Practical Course: Deep Learning for Spatial AI (10 ECTS)
Overview
This practical course aims at advanced students with prior knowledge of deep learning (e.g. Introduction to Deep Learning, IN2346), multi-view geometry (e.g. Computer Vision II, IN2228) or semantic understanding (e.g. Computer Vision III, IN2375). The goal of this course is to gain practical experience with state-of-the-art computer vision models and experiment with new ideas to address open real-world challenges in Spatial AI.
Organisers
News
- 28.01.2025: The capacity of the course is limited (max. 30 students). Please send us your CV and transcripts to dl4sai-ss25@vision.in.tum.de by February 20 (single compact PDF).
Dates
February 10, 11:00 | Preliminary meeting ( Slides) |
February 14-19 | Register in the matching system |
April 14, 11:00–12:00 | Project topics (in-person, 02.09.023) |
April 15-18 | Project matching |
May 19, 11:00–13:00 | Midterm presentations (in-person, 02.09.023) |
July 28, | Final presentations (in-person, 02.09.023) |
September 30 | Project reports due |
Course logistics
Course supervisors will initially offer peer-reviewed project ideas.
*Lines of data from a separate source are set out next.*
//! Conversion façade: boundary validation and batch orchestration over
//! the two converters.

use std::sync::Arc;
use std::time::Duration;

use thiserror::Error;
use tracing::debug;

use crate::context::OpContext;
use crate::converter::{
    collect_batch, AudioConverter, AudioConverterStats, AudioRequest, AudioResponse,
    ConverterError, ImageConverter, ImageConverterStats, ImageRequest, ImageResponse,
};
use crate::pool::{WorkerPool, WorkerPoolStats};

/// Batch size bounds: 1 to 10 items.
pub const MAX_BATCH_SIZE: usize = 10;

const DEFAULT_REQUEST_TIMEOUT: Duration = Duration::from_secs(5 * 60);

/// Errors surfaced at the conversion boundary.
#[derive(Debug, Error)]
pub enum ServiceError {
    #[error("empty batch")]
    EmptyBatch,

    #[error("batch too large: {size} items (max: {max})")]
    BatchTooLarge { size: usize, max: usize },

    #[error(transparent)]
    Converter(#[from] ConverterError),
}

/// Thin orchestration layer: validates requests, applies deadlines and
/// dispatches to the converters.
pub struct ConversionService {
    audio: Arc<AudioConverter>,
    image: Arc<ImageConverter>,
    workers: Arc<WorkerPool>,
    request_timeout: Duration,
}

impl ConversionService {
    /// Build the façade. A zero `request_timeout` falls back to 5
    /// minutes.
    pub fn new(
        audio: Arc<AudioConverter>,
        image: Arc<ImageConverter>,
        workers: Arc<WorkerPool>,
        request_timeout: Duration,
    ) -> Self {
        let request_timeout = if request_timeout.is_zero() {
            DEFAULT_REQUEST_TIMEOUT
        } else {
            request_timeout
        };

        Self {
            audio,
            image,
            workers,
            request_timeout,
        }
    }

    /// Convert a single audio payload under the request deadline.
    pub async fn convert_audio(
        &self,
        ctx: &OpContext,
        request: &AudioRequest,
    ) -> Result<AudioResponse, ServiceError> {
        let ctx = ctx.child_with_timeout(self.request_timeout);
        Ok(self.audio.convert(&ctx, request).await?)
    }

    /// Convert a single image payload under the request deadline.
    pub async fn convert_image(
        &self,
        ctx: &OpContext,
        request: &ImageRequest,
    ) -> Result<ImageResponse, ServiceError> {
        let ctx = ctx.child_with_timeout(self.request_timeout);
        Ok(self.image.convert(&ctx, request).await?)
    }

    /// Validate the batch size and derive the overall batch deadline
    /// from the caller's context: request timeout × item count.
    fn check_batch_bounds(&self, ctx: &OpContext, len: usize) -> Result<OpContext, ServiceError> {
        if len == 0 {
            return Err(ServiceError::EmptyBatch);
        }
        if len > MAX_BATCH_SIZE {
            return Err(ServiceError::BatchTooLarge {
                size: len,
                max: MAX_BATCH_SIZE,
            });
        }
        Ok(ctx.child_with_timeout(self.request_timeout * len as u32))
    }

    /// Convert 1 to 10 audio payloads in parallel. The first per-item
    /// failure (in input order) surfaces as the batch error.
    pub async fn convert_audio_batch(
        &self,
        ctx: &OpContext,
        requests: Vec<AudioRequest>,
    ) -> Result<Vec<AudioResponse>, ServiceError> {
        let batch_ctx = self.check_batch_bounds(ctx, requests.len())?;
        debug!(items = requests.len(), "audio batch started");

        let results = self.audio.convert_batch(&batch_ctx, &requests).await;
        Ok(collect_batch(results)?)
    }

    /// Convert 1 to 10 image payloads in parallel. The first per-item
    /// failure (in input order) surfaces as the batch error.
    pub async fn convert_image_batch(
        &self,
        ctx: &OpContext,
        requests: Vec<ImageRequest>,
    ) -> Result<Vec<ImageResponse>, ServiceError> {
        let batch_ctx = self.check_batch_bounds(ctx, requests.len())?;
        debug!(items = requests.len(), "image batch started");

        let results = self.image.convert_batch(&batch_ctx, &requests).await;
        Ok(collect_batch(results)?)
    }

    /// Audio converter counters.
    pub fn audio_stats(&self) -> AudioConverterStats {
        self.audio.stats()
    }

    /// Image converter counters.
    pub fn image_stats(&self) -> ImageConverterStats {
        self.image.stats()
    }

    /// Worker pool counters.
    pub fn worker_stats(&self) -> WorkerPoolStats {
        self.workers.stats()
    }
}

#[cfg(test)]
mod tests {
    use super::*;
    use crate::converter::testutil::fake_tool;
    use crate::converter::{ConverterConfig, ImageEngine};
    use crate::downloader::{Downloader, DownloaderConfig};
    use crate::pool::BufferPool;
    use base64::engine::general_purpose::STANDARD;
    use base64::Engine as _;

    fn service_with(config: ConverterConfig) -> ConversionService {
        let downloader = Arc::new(Downloader::new(
            DownloaderConfig::default(),
            Arc::new(BufferPool::default()),
        ));
        let audio = Arc::new(AudioConverter::new(config.clone(), Arc::clone(&downloader)));
        let image = Arc::new(ImageConverter::new(config, downloader));
        let workers = Arc::new(WorkerPool::new(4));
        workers.start().unwrap();
        ConversionService::new(audio, image, workers, Duration::from_secs(30))
    }

    fn fake_tools_config(dir: &std::path::Path) -> ConverterConfig {
        let mut config = ConverterConfig::default().with_image_engine(ImageEngine::Ffmpeg);
        config.ffmpeg_path = fake_tool(dir, "ffmpeg", "cat");
        config.ffprobe_path = dir.join("missing-ffprobe");
        config
    }

    #[tokio::test]
    async fn empty_batch_is_rejected() {
        let service = service_with(ConverterConfig::default());
        let err = service
            .convert_audio_batch(&OpContext::new(), Vec::new())
            .await
            .unwrap_err();
        assert!(matches!(err, ServiceError::EmptyBatch));
    }

    #[tokio::test]
    async fn batch_bounds_are_one_to_ten() {
        let dir = tempfile::tempdir().unwrap();
        let service = service_with(fake_tools_config(dir.path()));

        let request = AudioRequest {
            data: STANDARD.encode(b"payload"),
            is_url: false,
            input_type: None,
        };

        // Ten items are accepted.
        let ten = service
            .convert_audio_batch(&OpContext::new(), vec![request.clone(); 10])
            .await
            .unwrap();
        assert_eq!(ten.len(), 10);

        // Eleven are not.
        let err = service
            .convert_audio_batch(&OpContext::new(), vec![request; 11])
            .await
            .unwrap_err();
        assert!(matches!(err, ServiceError::BatchTooLarge { size: 11, .. }));
    }

    #[tokio::test]
    async fn batch_results_preserve_input_order() {
        let dir = tempfile::tempdir().unwrap();
        let service = service_with(fake_tools_config(dir.path()));

        let requests: Vec<AudioRequest> = (0..5)
            .map(|i| AudioRequest {
                data: STANDARD.encode(format!("item-{i}-payload")),
                is_url: false,
                input_type: None,
            })
            .collect();

        let responses = service
            .convert_audio_batch(&OpContext::new(), requests)
            .await
            .unwrap();
        for (i, response) in responses.iter().enumerate() {
            assert_eq!(response.size, format!("item-{i}-payload").len());
        }
    }

    #[tokio::test]
    async fn batch_surfaces_the_first_failure_with_its_index() {
        let dir = tempfile::tempdir().unwrap();
        let service = service_with(fake_tools_config(dir.path()));

        let good = AudioRequest {
            data: STANDARD.encode(b"ok"),
            is_url: false,
            input_type: None,
        };
        let bad = AudioRequest {
            data: String::new(),
            is_url: false,
            input_type: None,
        };

        let err = service
            .convert_audio_batch(&OpContext::new(), vec![good, bad])
            .await
            .unwrap_err();
        match err {
            ServiceError::Converter(ConverterError::BatchItem { index, .. }) => {
                assert_eq!(index, 1)
            }
            other => panic!("expected BatchItem, got {other:?}"),
        }
    }

    #[tokio::test]
    async fn image_batch_converts_in_parallel() {
        let dir = tempfile::tempdir().unwrap();
        let service = service_with(fake_tools_config(dir.path()));

        let requests: Vec<ImageRequest> = (0..3)
            .map(|_| ImageRequest {
                data: STANDARD.encode(b"\xff\xd8jpeg-bytes"),
                is_url: false,
                max_width: 0,
                max_height: 0,
                quality: 0,
            })
            .collect();

        let responses = service
            .convert_image_batch(&OpContext::new(), requests)
            .await
            .unwrap();
        assert_eq!(responses.len(), 3);
        assert!(responses[0].data.starts_with("data:image/jpeg;base64,"));
        assert_eq!(service.image_stats().total_conversions, 3);
    }

    #[tokio::test]
    async fn batch_deadline_derives_from_the_caller_context() {
        let dir = tempfile::tempdir().unwrap();
        let service = service_with(fake_tools_config(dir.path()));

        // An already-cancelled caller context propagates into the
        // batch instead of being replaced by a fresh one.
        let ctx = OpContext::new();
        ctx.cancel();

        let request = AudioRequest {
            data: STANDARD.encode(b"payload"),
            is_url: false,
            input_type: None,
        };
        let err = service
            .convert_audio_batch(&ctx, vec![request])
            .await
            .unwrap_err();
        assert!(matches!(
            err,
            ServiceError::Converter(ConverterError::BatchItem { .. })
        ));
    }

    #[tokio::test]
    async fn single_conversion_applies_the_request_deadline() {
        let service = service_with(ConverterConfig::default());
        // Validation failures surface regardless of deadline plumbing.
        let err = service
            .convert_audio(
                &OpContext::new(),
                &AudioRequest {
                    data: String::new(),
                    is_url: false,
                    input_type: None,
                },
            )
            .await
            .unwrap_err();
        assert!(matches!(
            err,
            ServiceError::Converter(ConverterError::EmptyInput)
        ));
    }
}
The projects will focus on topics in Spatial AI, e.g. obtaining semantic and/or geometric knowledge from images or point clouds, such a camera/object pose estimation, video/panoptic segmentation. Each project will be assigned to a group of up to three students and supported by the project advisor. At the end of the course, the student groups will present their project results in class and submit a written report.
Prerequisites: IN2346, IN2228, IN2375 (or equivalent).